DNA damage is correlated with impaired spermiogenesis
Another important factor to be considered in relation to the induction of DNA damage in the male germ line is the role played by impaired spermiogenesis (the differentiation of haploid round spermatids into spermatozoa). Thus, several authors have found that DNA damage in spermatozoa is highly correlated with the efficacy of sperm chromatin protamination, measured using the probe chromomycin (CMA3; Bianchi et al. 1993, De Iuliis et al. 2009b). This link between defective spermiogenesis and DNA damage is further supported by the fact that several independent studies have also recorded correlations between DNA damage in human spermatozoa and elements of the conventional semen profile (specifically sperm count and morphology), which, in turn, reflect the efficiency of the spermatogenic process (Lolis et al. 1996, Iranpour et al. 2000, Irvine et al. 2000). Spermiogenesis is itself highly susceptible to oxidative stress because isolated spermatids have a limited capacity for both DNA repair and glutathione replenishment (Den Boer et al. 1990). Throughout this phase of development these haploid germ cells are highly dependent on the nurturing activity of Sertoli cells, which possess high levels of antioxidant enzymes including superoxide dismutase and the transferase, peroxidase, and reductase activities of the glutathione cycle (Bauché et al. 1994). It may also be significant that spermiogenesis is entirely dependent on the regulated translation of preexisting mRNA species. Experimental studies in Escherichia coli indicated that severe oxidative stress can induce protein mistranslation through impairment of an aminoacyl-tRNA synthetase editing site (Ling & Söll 2010). If protein translation should be disrupted in this way when differentiating spermatids are placed under oxidative stress, it would explain the close relationship between such stress and disrupted spermiogenesis. Indirect evidence for this relationship is seen in the experimental induction of oxidative stress in the testes with the organophosphorous pesticide, methyl-parathion (Piña-Guzmán et al. 2006). Administration of this compound was found to generate oxidative stress that then impaired spermiogenesis, resulting in high levels of DNA damage in the spermatozoa.
Defective spermiogenesis and apoptosis
It is not just the process of spermiogenesis that appears to be vulnerable to oxidative stress; the defective spermatozoa produced as a consequence of this process also appear to be sensitive to this form of attack for two reasons. First, if chromatin remodeling has been disrupted, then the spermatozoa's DNA will be relatively nucleohistone rich. The persistence of histones impairs normal chromatin compaction (by excluding protamines), leaving the DNA relatively open and vulnerable to oxidative damage (Bennetts & Aitken 2005).
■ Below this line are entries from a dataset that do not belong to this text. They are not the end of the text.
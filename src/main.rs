//! Facelock Vault - CLI
//!
//! Command-line front end. Authentication takes a face embedding file (a
//! JSON array of 512 floats) produced by the external recognition component;
//! presentation stays here, every decision is the library's.
//!
//! File operations run inside an interactive session: unlocked files stay
//! readable while the session lasts, and closing the vault forces every
//! tracked file back to LOCKED and seals the backing store.

use std::fs;
use std::io::{self, BufRead, Write};
use std::path::PathBuf;

use anyhow::{bail, Context, Result};
use clap::{Parser, Subcommand};

use facelock_vault::store::EnrollmentImage;
use facelock_vault::{FileState, User, Vault, VaultError};

#[derive(Parser)]
#[command(name = "facelock")]
#[command(version = facelock_vault::VERSION)]
#[command(about = "Facelock Vault - files encrypted with a key derived from your face")]
struct Cli {
    /// Vault directory
    #[arg(short, long, default_value = "./vault")]
    vault: PathBuf,

    #[command(subcommand)]
    command: Commands,
}

#[derive(Subcommand)]
enum Commands {
    /// Enroll a new user from an embedding file
    Enroll {
        /// Embedding file (JSON array of 512 floats)
        embedding: PathBuf,

        /// Enrollment image (raw pixel buffer), kept for display
        #[arg(long)]
        image: Option<PathBuf>,

        /// Image width in pixels
        #[arg(long, default_value_t = 0)]
        width: u32,

        /// Image height in pixels
        #[arg(long, default_value_t = 0)]
        height: u32,
    },

    /// Open an authenticated session for file operations
    Session {
        /// Embedding file for authentication
        #[arg(short, long)]
        embedding: PathBuf,
    },

    /// Show enrolled users
    Users,
}

fn main() {
    env_logger::init();
    let cli = Cli::parse();

    if let Err(e) = run(cli) {
        eprintln!("Error: {e:#}");
        std::process::exit(1);
    }
}

fn run(cli: Cli) -> Result<()> {
    let vault = Vault::open(&cli.vault)
        .with_context(|| format!("opening vault at {}", cli.vault.display()))?;

    match cli.command {
        Commands::Enroll {
            embedding,
            image,
            width,
            height,
        } => {
            let embedding = read_embedding(&embedding)?;
            let pixels = match image {
                Some(path) => fs::read(&path)
                    .with_context(|| format!("reading image {}", path.display()))?,
                None => Vec::new(),
            };
            let user = vault.enroll_user(
                embedding,
                EnrollmentImage {
                    width,
                    height,
                    pixels,
                },
            )?;
            println!("Enrolled user with ID: {}", user.uid);
        }

        Commands::Session { embedding } => {
            let user = login(&vault, &embedding)?;
            println!("Authenticated as user {}", user.uid);
            session(&vault, &user)?;
        }

        Commands::Users => {
            let users = vault.users()?;
            if users.is_empty() {
                println!("No enrolled users");
            } else {
                println!("Enrolled users ({}):", users.len());
                for user in users {
                    println!(
                        "  ID {} ({}x{} enrollment image)",
                        user.uid, user.image.width, user.image.height
                    );
                }
            }
        }
    }

    // Force tracked files to LOCKED and seal the backing store on the way out
    vault.close().context("closing vault")?;
    Ok(())
}

/// Interactive command loop for one authenticated user
fn session(vault: &Vault, user: &User) -> Result<()> {
    print_help();
    let stdin = io::stdin();

    loop {
        print!(">>> ");
        io::stdout().flush()?;

        let mut line = String::new();
        if stdin.lock().read_line(&mut line)? == 0 {
            break; // EOF
        }
        let mut parts = line.split_whitespace();
        let cmd = match parts.next() {
            Some(c) => c,
            None => continue,
        };
        let arg = parts.next();

        let outcome = match (cmd, arg) {
            ("add", Some(path)) => vault.add_file(path, user).map(|()| "file tracked"),
            ("remove", Some(path)) => vault.remove_file(path, user).map(|()| "file removed"),
            ("lock", Some(path)) => vault.lock_file(path, user).map(|()| "file locked"),
            ("unlock", Some(path)) => vault.unlock_file(path, user).map(|()| "file unlocked"),
            ("recover", Some(path)) => vault.recover_file(path, user).map(|()| "file recovered"),
            ("lockall", None) => {
                print_report("Locked", &vault.lock_all_files(Some(user.uid))?);
                continue;
            }
            ("unlockall", None) => {
                print_report("Unlocked", &vault.unlock_all_files(Some(user.uid))?);
                continue;
            }
            ("show", None) => {
                show_files(vault, user.uid)?;
                continue;
            }
            ("delete", None) => {
                if confirm_deletion(&stdin)? && vault.delete_user(user.uid, true)? {
                    println!("User {} deleted, all files restored to plaintext", user.uid);
                    return Ok(());
                }
                println!("Aborted");
                continue;
            }
            ("help", None) => {
                print_help();
                continue;
            }
            ("exit", None) => break,
            _ => {
                println!("Unknown command, type 'help'");
                continue;
            }
        };

        match outcome {
            Ok(msg) => println!("{msg}"),
            // Fatal errors abort the session; everything else is reported
            // and the session continues.
            Err(e) if e.is_fatal() => return Err(e.into()),
            Err(e) => println!("Failed: {e}"),
        }
    }
    Ok(())
}

fn show_files(vault: &Vault, uid: i64) -> Result<(), VaultError> {
    let files = vault.files(Some(uid))?;
    if files.is_empty() {
        println!("No tracked files");
    } else {
        println!("Tracked files ({}):", files.len());
        for record in files {
            let state = match record.state {
                FileState::Open => "open  ",
                FileState::Locked => "locked",
            };
            let display = facelock_vault::paths::join_suffix(&record.path, &record.suffix);
            println!("  [{state}] {display}");
        }
    }
    Ok(())
}

fn confirm_deletion(stdin: &io::Stdin) -> Result<bool> {
    println!("Delete your account and every file record? All files will be restored to plaintext first. [y/n]");
    loop {
        print!(">>> ");
        io::stdout().flush()?;
        let mut answer = String::new();
        if stdin.lock().read_line(&mut answer)? == 0 {
            return Ok(false);
        }
        match answer.trim().to_lowercase().as_str() {
            "y" => return Ok(true),
            "n" => return Ok(false),
            _ => continue,
        }
    }
}

fn print_report(verb: &str, report: &facelock_vault::BulkReport) {
    println!(
        "{verb} {} file(s), {} already in target state",
        report.processed, report.skipped
    );
    for (path, err) in &report.failures {
        println!("  failed: {path} - {err}");
    }
}

fn print_help() {
    println!("Commands:");
    println!("  add <path>      track a file (protected backup, stays plaintext)");
    println!("  remove <path>   stop tracking (decrypts first if locked)");
    println!("  lock <path>     encrypt a tracked file");
    println!("  unlock <path>   decrypt a tracked file for this session");
    println!("  recover <path>  restore from the last protected backup");
    println!("  lockall / unlockall   apply to all your files");
    println!("  show            list your tracked files");
    println!("  delete          delete your account (files restored to plaintext)");
    println!("  exit            lock everything and seal the vault");
}

/// Parse an embedding file: a JSON array of 512 floats
fn read_embedding(path: &PathBuf) -> Result<Vec<f32>> {
    let raw = fs::read_to_string(path)
        .with_context(|| format!("reading embedding {}", path.display()))?;
    let embedding: Vec<f32> =
        serde_json::from_str(&raw).context("embedding file is not a JSON float array")?;
    Ok(embedding)
}

/// Authenticate: match the supplied embedding against enrolled users
fn login(vault: &Vault, embedding_path: &PathBuf) -> Result<User> {
    let embedding = read_embedding(embedding_path)?;
    match vault.identify(&embedding)? {
        Some(user) => Ok(user),
        None => bail!("face not recognized - no enrolled user within threshold"),
    }
}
This conclusion is supported by the extremely close correlations that have been recorded between CMA3-based assessments of chromatin remodeling during spermiogenesis, DNA fragmentation, and oxidative DNA damage (Fig. 3; De Iuliis et al. 2009b, Aitken & De Iuliis 2010). Secondly, defective spermatozoa generated in an environment of oxidative stress and impaired spermiogenesis have a tendency to default to an apoptotic pathway associated with cell senescence. Mature spermatozoa have the potential to exhibit many of the features of apoptosis including activation of caspases 1, 3, 8, and 9, annexin-V binding, mitochondrial generation of ROS, and DNA fragmentation (Barroso et al. 2000, Paasch et al. 2004, Koppers et al. 2008, Aitken & De Iuliis 2010). Although many of the reagents that have been shown to induce apoptosis in somatic cells (staurosporine, lipopolysaccharide, 3-deoxy-d-manno-octulosonic acid (Kdo), and genistein) are ineffective with human spermatozoa, these cells will default to the intrinsic apoptotic pathway in response to oxidative stress. Thus, exposure of human spermatozoa to H2O2 can readily trigger an apoptotic cascade characterized by the activation of caspase 3 and the appearance of annexin-V binding positivity (Lozano et al. 2009). Furthermore, preexposure of human spermatozoa to antioxidants, such as melatonin or catalase, will prevent this apoptotic response to oxidative stress (Espino et al. 2010, Libman et al. 2010). Such an apoptotic cascade can also be precipitated by a variety of factors that induce oxidative stress in spermatozoa by triggering free radical generation by the mitochondria, including exposure to radio-frequency electromagnetic radiation (De Iuliis et al. 2009a), unsaturated fatty acids (Aitken et al. 2006, Koppers et al. 2010), and exposure to the phosphoinositide 3 kinase (PI3 kinase) inhibitor, wortmannin (A Koppers & RJ Aitken, unpublished observations).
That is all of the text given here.